I feel like this movie is successful in spite of itself. By the end, you feel the spirit of Keith Gill as a folk hero, by brain and balls just doing something interesting until suddenly it becomes doing his best—ultimately doing it for the people, doing it because it's the closest he'll ever get to saying something aloud and having people listen. I think it's the only kind of revolution that could realistically happen these days, driven by a "fuck it, why not"—and driven by "making money" as our banner to fight beneath—that somehow morphs into a genuine desire to beat them at their game. In getting there, I think the movie doesn't really explain the GameStop saga very well, nor truly tap into frustrations of the working class dumb moneys who partook.
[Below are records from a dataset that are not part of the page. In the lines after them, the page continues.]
//! Error types for the wordstat library.
//!
//! All fallible operations return [`Result`], whose error side is the
//! [`WordstatError`] enum. File-local failures (I/O, decoding, panics inside a
//! task) are carried per file through the task framework instead of aborting
//! the run, so most variants show up inside
//! [`FileResult`](crate::task::FileResult) values as well as at the top level.
//!
//! # Examples
//!
//! ```
//! use wordstat::error::{Result, WordstatError};
//!
//! fn check_workers(n: usize) -> Result<()> {
//!     if n == 0 {
//!         return Err(WordstatError::config("num_workers must be at least 1"));
//!     }
//!     Ok(())
//! }
//!
//! assert!(check_workers(0).is_err());
//! ```

use std::io;
use std::path::{Path, PathBuf};

use thiserror::Error;

/// The main error type for wordstat operations.
#[derive(Error, Debug)]
pub enum WordstatError {
    /// I/O errors (unreadable input, output write failures, ...)
    #[error("I/O error: {0}")]
    Io(#[from] io::Error),

    /// Malformed input stream
    #[error("Decode error{}: {message}", path_suffix(.path))]
    Decode {
        path: Option<PathBuf>,
        message: String,
    },

    /// A task failed while processing a single file
    #[error("Worker failure on {}: {message}", .path.display())]
    WorkerFailure { path: PathBuf, message: String },

    /// Invalid configuration, reported before any worker starts
    #[error("Configuration error: {0}")]
    Config(String),

    /// Operation cancelled
    #[error("Operation cancelled: {0}")]
    OperationCancelled(String),

    /// Operation exceeded its deadline
    #[error("Timeout: {0}")]
    Timeout(String),

    /// Thread join errors
    #[error("Thread join error: {0}")]
    ThreadJoin(String),

    /// JSON serialization/deserialization errors
    #[error("JSON error: {0}")]
    Json(#[from] serde_json::Error),

    /// Generic error for other cases
    #[error("Error: {0}")]
    Other(String),
}

fn path_suffix(path: &Option<PathBuf>) -> String {
    match path {
        Some(path) => format!(" in {}", path.display()),
        None => String::new(),
    }
}

/// Result type alias for operations that may fail with WordstatError.
pub type Result<T> = std::result::Result<T, WordstatError>;

impl WordstatError {
    /// Create a new decode error without an associated path.
    pub fn decode<S: Into<String>>(msg: S) -> Self {
        WordstatError::Decode {
            path: None,
            message: msg.into(),
        }
    }

    /// Create a new worker failure for `path`.
    pub fn worker_failure<P: Into<PathBuf>, S: Into<String>>(path: P, msg: S) -> Self {
        WordstatError::WorkerFailure {
            path: path.into(),
            message: msg.into(),
        }
    }

    /// Create a new configuration error.
    pub fn config<S: Into<String>>(msg: S) -> Self {
        WordstatError::Config(msg.into())
    }

    /// Create a new cancelled error.
    pub fn cancelled<S: Into<String>>(msg: S) -> Self {
        WordstatError::OperationCancelled(msg.into())
    }

    /// Create a new timeout error.
    pub fn timeout<S: Into<String>>(msg: S) -> Self {
        WordstatError::Timeout(msg.into())
    }

    /// Create a new generic error.
    pub fn other<S: Into<String>>(msg: S) -> Self {
        WordstatError::Other(msg.into())
    }

    /// Attach the file path to a decode error that does not carry one yet.
    ///
    /// Other variants are returned unchanged.
    pub fn with_path(self, path: &Path) -> Self {
        match self {
            WordstatError::Decode {
                path: None,
                message,
            } => WordstatError::Decode {
                path: Some(path.to_path_buf()),
                message,
            },
            other => other,
        }
    }

    /// Whether this error was caused by cancellation rather than by the input.
    pub fn is_cancelled(&self) -> bool {
        matches!(self, WordstatError::OperationCancelled(_))
    }
}

#[cfg(test)]
mod tests {
    use super::*;

    #[test]
    fn test_error_construction() {
        let error = WordstatError::config("num_workers must be at least 1");
        assert_eq!(
            error.to_string(),
            "Configuration error: num_workers must be at least 1"
        );

        let error = WordstatError::worker_failure("/data/a.txt", "boom");
        assert_eq!(error.to_string(), "Worker failure on /data/a.txt: boom");

        let error = WordstatError::timeout("a.txt exceeded 1s");
        assert_eq!(error.to_string(), "Timeout: a.txt exceeded 1s");
    }

    #[test]
    fn test_decode_error_path() {
        let error = WordstatError::decode("invalid utf-8 sequence");
        assert_eq!(error.to_string(), "Decode error: invalid utf-8 sequence");

        let error = error.with_path(Path::new("in/b.txt"));
        assert_eq!(
            error.to_string(),
            "Decode error in in/b.txt: invalid utf-8 sequence"
        );
    }

    #[test]
    fn test_io_error_conversion() {
        let io_error = io::Error::new(io::ErrorKind::NotFound, "File not found");
        let error = WordstatError::from(io_error);

        match error {
            WordstatError::Io(_) => {} // Expected
            _ => panic!("Expected IO error variant"),
        }
    }

    #[test]
    fn test_is_cancelled() {
        assert!(WordstatError::cancelled("stop").is_cancelled());
        assert!(!WordstatError::timeout("slow").is_cancelled());
    }
}
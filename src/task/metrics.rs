//! Metrics collection for parallel task runs.

use std::sync::atomic::{AtomicU64, Ordering};
use std::time::{Duration, Instant};

use serde::{Deserialize, Serialize};

/// Snapshot of the metrics collected during a run.
#[derive(Debug, Clone, PartialEq, Serialize, Deserialize)]
pub struct TaskMetrics {
    /// Files whose processing succeeded.
    pub files_processed: u64,

    /// Files whose processing failed.
    pub files_failed: u64,

    /// Bytes read by tokenizers.
    pub bytes_read: u64,

    /// Tokens produced by tokenizers.
    pub tokens_emitted: u64,

    /// Sum of per-file processing times.
    pub total_processing_time: Duration,

    /// Average processing time per file.
    pub avg_processing_time: Duration,

    /// Slowest file.
    pub max_processing_time: Duration,

    /// Fastest file.
    pub min_processing_time: Duration,
}

impl Default for TaskMetrics {
    fn default() -> Self {
        Self {
            files_processed: 0,
            files_failed: 0,
            bytes_read: 0,
            tokens_emitted: 0,
            total_processing_time: Duration::ZERO,
            avg_processing_time: Duration::ZERO,
            max_processing_time: Duration::ZERO,
            min_processing_time: Duration::ZERO,
        }
    }
}

impl TaskMetrics {
    /// Bytes read per second of accumulated processing time.
    pub fn throughput_bytes_per_sec(&self) -> f64 {
        let secs = self.total_processing_time.as_secs_f64();
        if secs > 0.0 {
            self.bytes_read as f64 / secs
        } else {
            0.0
        }
    }
}

/// Thread-safe collector shared by all workers of a run.
#[derive(Debug)]
pub struct TaskMetricsCollector {
    files_processed: AtomicU64,
    files_failed: AtomicU64,
    bytes_read: AtomicU64,
    tokens_emitted: AtomicU64,
    total_processing_nanos: AtomicU64,
    max_processing_nanos: AtomicU64,
    min_processing_nanos: AtomicU64,
}

impl TaskMetricsCollector {
    /// Create a new metrics collector.
    pub fn new() -> Self {
        Self {
            files_processed: AtomicU64::new(0),
            files_failed: AtomicU64::new(0),
            bytes_read: AtomicU64::new(0),
            tokens_emitted: AtomicU64::new(0),
            total_processing_nanos: AtomicU64::new(0),
            max_processing_nanos: AtomicU64::new(0),
            min_processing_nanos: AtomicU64::new(u64::MAX),
        }
    }

    /// Record the outcome of one file.
    pub fn record_file(&self, processing_time: Duration, success: bool) {
        if success {
            self.files_processed.fetch_add(1, Ordering::Relaxed);
        } else {
            self.files_failed.fetch_add(1, Ordering::Relaxed);
        }

        let nanos = u64::try_from(processing_time.as_nanos()).unwrap_or(u64::MAX);
        self.total_processing_nanos.fetch_add(nanos, Ordering::Relaxed);
        self.max_processing_nanos.fetch_max(nanos, Ordering::Relaxed);
        self.min_processing_nanos.fetch_min(nanos, Ordering::Relaxed);
    }

    /// Record tokenizer input volume.
    pub fn record_stream(&self, bytes_read: u64, tokens_emitted: u64) {
        self.bytes_read.fetch_add(bytes_read, Ordering::Relaxed);
        self.tokens_emitted.fetch_add(tokens_emitted, Ordering::Relaxed);
    }

    /// Get the current metrics snapshot.
    pub fn snapshot(&self) -> TaskMetrics {
        let files_processed = self.files_processed.load(Ordering::Relaxed);
        let files_failed = self.files_failed.load(Ordering::Relaxed);
        let files = files_processed + files_failed;
        let total_nanos = self.total_processing_nanos.load(Ordering::Relaxed);

        let avg_nanos = if files > 0 { total_nanos / files } else { 0 };

        let min_nanos = self.min_processing_nanos.load(Ordering::Relaxed);
        let min_duration = if min_nanos == u64::MAX {
            Duration::ZERO
        } else {
            Duration::from_nanos(min_nanos)
        };

        TaskMetrics {
            files_processed,
            files_failed,
            bytes_read: self.bytes_read.load(Ordering::Relaxed),
            tokens_emitted: self.tokens_emitted.load(Ordering::Relaxed),
            total_processing_time: Duration::from_nanos(total_nanos),
            avg_processing_time: Duration::from_nanos(avg_nanos),
            max_processing_time: Duration::from_nanos(
                self.max_processing_nanos.load(Ordering::Relaxed),
            ),
            min_processing_time: min_duration,
        }
    }
}

impl Default for TaskMetricsCollector {
    fn default() -> Self {
        Self::new()
    }
}

/// Helper for timing operations.
#[derive(Debug)]
pub struct Timer {
    start: Instant,
}

impl Timer {
    /// Start a new timer.
    pub fn start() -> Self {
        Self {
            start: Instant::now(),
        }
    }

    /// Get elapsed time.
    pub fn elapsed(&self) -> Duration {
        self.start.elapsed()
    }

    /// Stop the timer and return elapsed time.
    pub fn stop(self) -> Duration {
        self.start.elapsed()
    }
}

#[cfg(test)]
mod tests {
    use super::*;

    #[test]
    fn test_metrics_collection() {
        let collector = TaskMetricsCollector::new();

        collector.record_file(Duration::from_millis(10), true);
        collector.record_file(Duration::from_millis(30), true);
        collector.record_file(Duration::from_millis(20), false);
        collector.record_stream(1024, 100);
        collector.record_stream(1024, 28);

        let metrics = collector.snapshot();
        assert_eq!(metrics.files_processed, 2);
        assert_eq!(metrics.files_failed, 1);
        assert_eq!(metrics.bytes_read, 2048);
        assert_eq!(metrics.tokens_emitted, 128);
        assert_eq!(metrics.total_processing_time, Duration::from_millis(60));
        assert_eq!(metrics.avg_processing_time, Duration::from_millis(20));
        assert_eq!(metrics.max_processing_time, Duration::from_millis(30));
        assert_eq!(metrics.min_processing_time, Duration::from_millis(10));
        assert!(metrics.throughput_bytes_per_sec() > 0.0);
    }

    #[test]
    fn test_empty_snapshot() {
        let metrics = TaskMetricsCollector::new().snapshot();
        assert_eq!(metrics, TaskMetrics::default());
        assert_eq!(metrics.throughput_bytes_per_sec(), 0.0);
    }

    #[test]
    fn test_timer() {
        let timer = Timer::start();
        std::thread::sleep(Duration::from_millis(1));
        assert!(timer.elapsed() >= Duration::from_millis(1));
        assert!(timer.stop() >= Duration::from_millis(1));
    }
}
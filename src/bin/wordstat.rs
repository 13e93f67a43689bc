//! wordstat CLI binary.

use std::io::Write;
use std::process;

use clap::Parser;
use env_logger::Builder;
use log::LevelFilter;

use wordstat::cli::args::*;
use wordstat::cli::commands::*;

fn main() {
    let args = WordstatArgs::parse();

    let log_level = match args.verbosity() {
        0 => LevelFilter::Error, // Quiet mode
        1 => LevelFilter::Warn,  // Default
        2 => LevelFilter::Info,  // -v
        3 => LevelFilter::Debug,
        _ => LevelFilter::Trace,
    };

    Builder::new()
        .filter_level(log_level)
        .parse_default_env()
        .format(|buf, record| writeln!(buf, "[{}] {}", record.level(), record.args()))
        .init();

    if let Err(e) = execute_command(args) {
        eprintln!("Error: {e}");
        process::exit(1);
    }
}
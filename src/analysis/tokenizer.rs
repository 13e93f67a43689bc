//! Streaming word tokenizer.
//!
//! [`WordTokenizer`] is an immutable, shareable configuration object. Every
//! call to [`WordTokenizer::stream`] creates a fresh [`TokenStream`], a
//! single-use lexer that pulls the reader in fixed-size chunks and yields
//! tokens lazily. Workers processing different files each own their own
//! stream; nothing mutable is shared.
//!
//! `-` and `'` are dropped before classification, so "hi-lite" is the single
//! word "hilite" and "we're" is "were". Classification is ASCII: any non-ASCII
//! character is non-alphanumeric.
//!
//! # Examples
//!
//! ```
//! use wordstat::analysis::token::Token;
//! use wordstat::analysis::tokenizer::WordTokenizer;
//!
//! let tokenizer = WordTokenizer::new(false);
//! let tokens = tokenizer.tokenize_str("we're here\n").unwrap();
//! assert_eq!(
//!     tokens,
//!     vec![
//!         Token::word("were"),
//!         Token::non_alphanumeric(" "),
//!         Token::word("here"),
//!         Token::newline(),
//!     ]
//! );
//! ```

use std::collections::VecDeque;
use std::io::{self, Read};
use std::sync::Arc;

use crate::analysis::token::{Token, TokenType};
use crate::error::{Result, WordstatError};
use crate::util::cancel::Interrupt;

/// Default number of bytes pulled from the reader per chunk.
pub const DEFAULT_READ_SIZE: usize = 4096;

/// Factory for single-use token streams.
#[derive(Clone, Debug)]
pub struct WordTokenizer {
    fold_newlines: bool,
    read_size: usize,
    log_target: Option<Arc<str>>,
}

impl WordTokenizer {
    /// Create a tokenizer.
    ///
    /// With `fold_newlines` set, `\n` is an ordinary separator character and
    /// no [`TokenType::Newline`] tokens are produced.
    pub fn new(fold_newlines: bool) -> Self {
        WordTokenizer {
            fold_newlines,
            read_size: DEFAULT_READ_SIZE,
            log_target: None,
        }
    }

    /// Set the chunk size in bytes.
    pub fn with_read_size(mut self, read_size: usize) -> Result<Self> {
        if read_size == 0 {
            return Err(WordstatError::config("read_size must be at least 1"));
        }
        self.read_size = read_size;
        Ok(self)
    }

    /// Log emitted tokens under `target` instead of this module's path.
    pub fn with_log_target<S: Into<Arc<str>>>(mut self, target: S) -> Self {
        self.log_target = Some(target.into());
        self
    }

    pub fn fold_newlines(&self) -> bool {
        self.fold_newlines
    }

    pub fn read_size(&self) -> usize {
        self.read_size
    }

    /// Start tokenizing `reader`.
    pub fn stream<R: Read>(&self, reader: R) -> TokenStream<R> {
        self.stream_with_interrupt(reader, Interrupt::none())
    }

    /// Start tokenizing `reader`, checking `interrupt` before every chunk read.
    pub fn stream_with_interrupt<R: Read>(
        &self,
        reader: R,
        interrupt: Interrupt,
    ) -> TokenStream<R> {
        TokenStream {
            reader,
            fold_newlines: self.fold_newlines,
            buf: vec![0; self.read_size],
            carry: Vec::new(),
            state: TokenizerState::Begin,
            remainder: String::new(),
            pending: VecDeque::new(),
            interrupt,
            log_target: self.log_target.clone(),
            bytes_read: 0,
            tokens_emitted: 0,
            finished: false,
        }
    }

    /// Tokenize an in-memory string.
    pub fn tokenize_str(&self, text: &str) -> Result<Vec<Token>> {
        self.stream(text.as_bytes()).collect()
    }
}

impl Default for WordTokenizer {
    fn default() -> Self {
        Self::new(false)
    }
}

#[derive(Clone, Copy, Debug, PartialEq, Eq)]
enum TokenizerState {
    Begin,
    InWord,
    InNonAlnum,
    AtNewline,
}

#[derive(Clone, Copy, Debug, PartialEq, Eq)]
enum CharClass {
    Alphanumeric,
    Newline,
    Other,
}

/// Lazy token sequence over one reader.
///
/// Yields `Err` at most once (I/O failure, malformed UTF-8, or a tripped
/// interrupt); the stream is exhausted afterwards.
pub struct TokenStream<R> {
    reader: R,
    fold_newlines: bool,
    buf: Vec<u8>,
    /// Trailing bytes of an incomplete UTF-8 sequence from the previous chunk.
    carry: Vec<u8>,
    state: TokenizerState,
    /// Text of the run in progress; survives chunk boundaries.
    remainder: String,
    pending: VecDeque<Token>,
    interrupt: Interrupt,
    log_target: Option<Arc<str>>,
    bytes_read: u64,
    tokens_emitted: u64,
    finished: bool,
}

impl<R: Read> TokenStream<R> {
    /// Bytes pulled from the reader so far.
    pub fn bytes_read(&self) -> u64 {
        self.bytes_read
    }

    /// Tokens produced so far (including ones not yet yielded).
    pub fn tokens_emitted(&self) -> u64 {
        self.tokens_emitted
    }

    fn classify(&self, c: char) -> CharClass {
        if c == '\n' {
            if self.fold_newlines {
                CharClass::Other
            } else {
                CharClass::Newline
            }
        } else if c.is_ascii_alphanumeric() {
            CharClass::Alphanumeric
        } else {
            CharClass::Other
        }
    }

    fn feed(&mut self, c: char) {
        if c == '-' || c == '\'' {
            return;
        }

        let class = self.classify(c);
        match (self.state, class) {
            (TokenizerState::InWord, CharClass::Alphanumeric)
            | (TokenizerState::InNonAlnum, CharClass::Other) => {
                self.remainder.push(c);
                return;
            }
            (TokenizerState::Begin, _) => {}
            _ => self.emit_run(),
        }
        self.start_run(c, class);
    }

    fn start_run(&mut self, c: char, class: CharClass) {
        self.state = match class {
            CharClass::Alphanumeric => TokenizerState::InWord,
            CharClass::Newline => TokenizerState::AtNewline,
            CharClass::Other => TokenizerState::InNonAlnum,
        };
        self.remainder.push(c);
    }

    fn emit_run(&mut self) {
        let token_type = match self.state {
            TokenizerState::Begin => return,
            TokenizerState::InWord => TokenType::Word,
            TokenizerState::InNonAlnum => TokenType::NonAlphanumeric,
            TokenizerState::AtNewline => TokenType::Newline,
        };
        let token = Token::new(token_type, std::mem::take(&mut self.remainder));
        log::trace!(
            target: self.log_target.as_deref().unwrap_or(module_path!()),
            "Token: {token}"
        );
        self.tokens_emitted += 1;
        self.pending.push_back(token);
    }

    fn finish(&mut self) -> Result<()> {
        self.finished = true;
        if !self.carry.is_empty() {
            return Err(WordstatError::decode(format!(
                "stream ends inside a UTF-8 sequence at byte {}",
                self.bytes_read - self.carry.len() as u64
            )));
        }
        if !self.remainder.is_empty() {
            self.emit_run();
        }
        self.state = TokenizerState::Begin;
        Ok(())
    }

    fn read_chunk(&mut self) -> Result<usize> {
        loop {
            match self.reader.read(&mut self.buf) {
                Ok(n) => return Ok(n),
                Err(e) if e.kind() == io::ErrorKind::Interrupted => continue,
                Err(e) => return Err(e.into()),
            }
        }
    }

    /// Read and classify one chunk, queueing every completed token.
    fn fill(&mut self) -> Result<()> {
        self.interrupt.check()?;

        let n = self.read_chunk()?;
        if n == 0 {
            return self.finish();
        }

        let chunk_start = self.bytes_read - self.carry.len() as u64;
        self.bytes_read += n as u64;

        let mut bytes = std::mem::take(&mut self.carry);
        bytes.extend_from_slice(&self.buf[..n]);

        let valid_len = match std::str::from_utf8(&bytes) {
            Ok(text) => text.len(),
            Err(e) if e.error_len().is_none() => e.valid_up_to(),
            Err(e) => {
                return Err(WordstatError::decode(format!(
                    "invalid UTF-8 sequence at byte {}",
                    chunk_start + e.valid_up_to() as u64
                )));
            }
        };
        let (head, tail) = bytes.split_at(valid_len);
        let text = std::str::from_utf8(head).map_err(|e| WordstatError::decode(e.to_string()))?;

        for c in text.chars() {
            self.feed(c);
        }
        self.carry = tail.to_vec();

        Ok(())
    }
}

impl<R: Read> Iterator for TokenStream<R> {
    type Item = Result<Token>;

    fn next(&mut self) -> Option<Self::Item> {
        loop {
            if let Some(token) = self.pending.pop_front() {
                return Some(Ok(token));
            }
            if self.finished {
                return None;
            }
            if let Err(e) = self.fill() {
                self.finished = true;
                self.pending.clear();
                return Some(Err(e));
            }
        }
    }
}

impl<R: Read> std::iter::FusedIterator for TokenStream<R> {}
So in that I feel like it's made for people who already had a decent idea of what was happening. "You got mad then, now get mad again." And that ladders up to the movie not having the power that it could. Half of me expected a Big Short-esque 'explain it to me like I'm five' approach, and I walk away thinking it should have still cribbed from that movie. Fuck it, why not. Explain it. Help us understand what the fuck was going on here. Instead, it feels like an advertising case study, cribbing from news reports and social media to paint a portrait of the time and "the big powerful idea at the center and, hey, look at all these KPIs." You get the energy of it, but you don't totally feel the weight of it. The splash becomes ripples becomes the seemingly calm sea as all those awful, deserved feelings boil below. And it's not the first time. By the end, as with "The Big Short," the energy of anger just dissipates because we've got nowhere to direct it.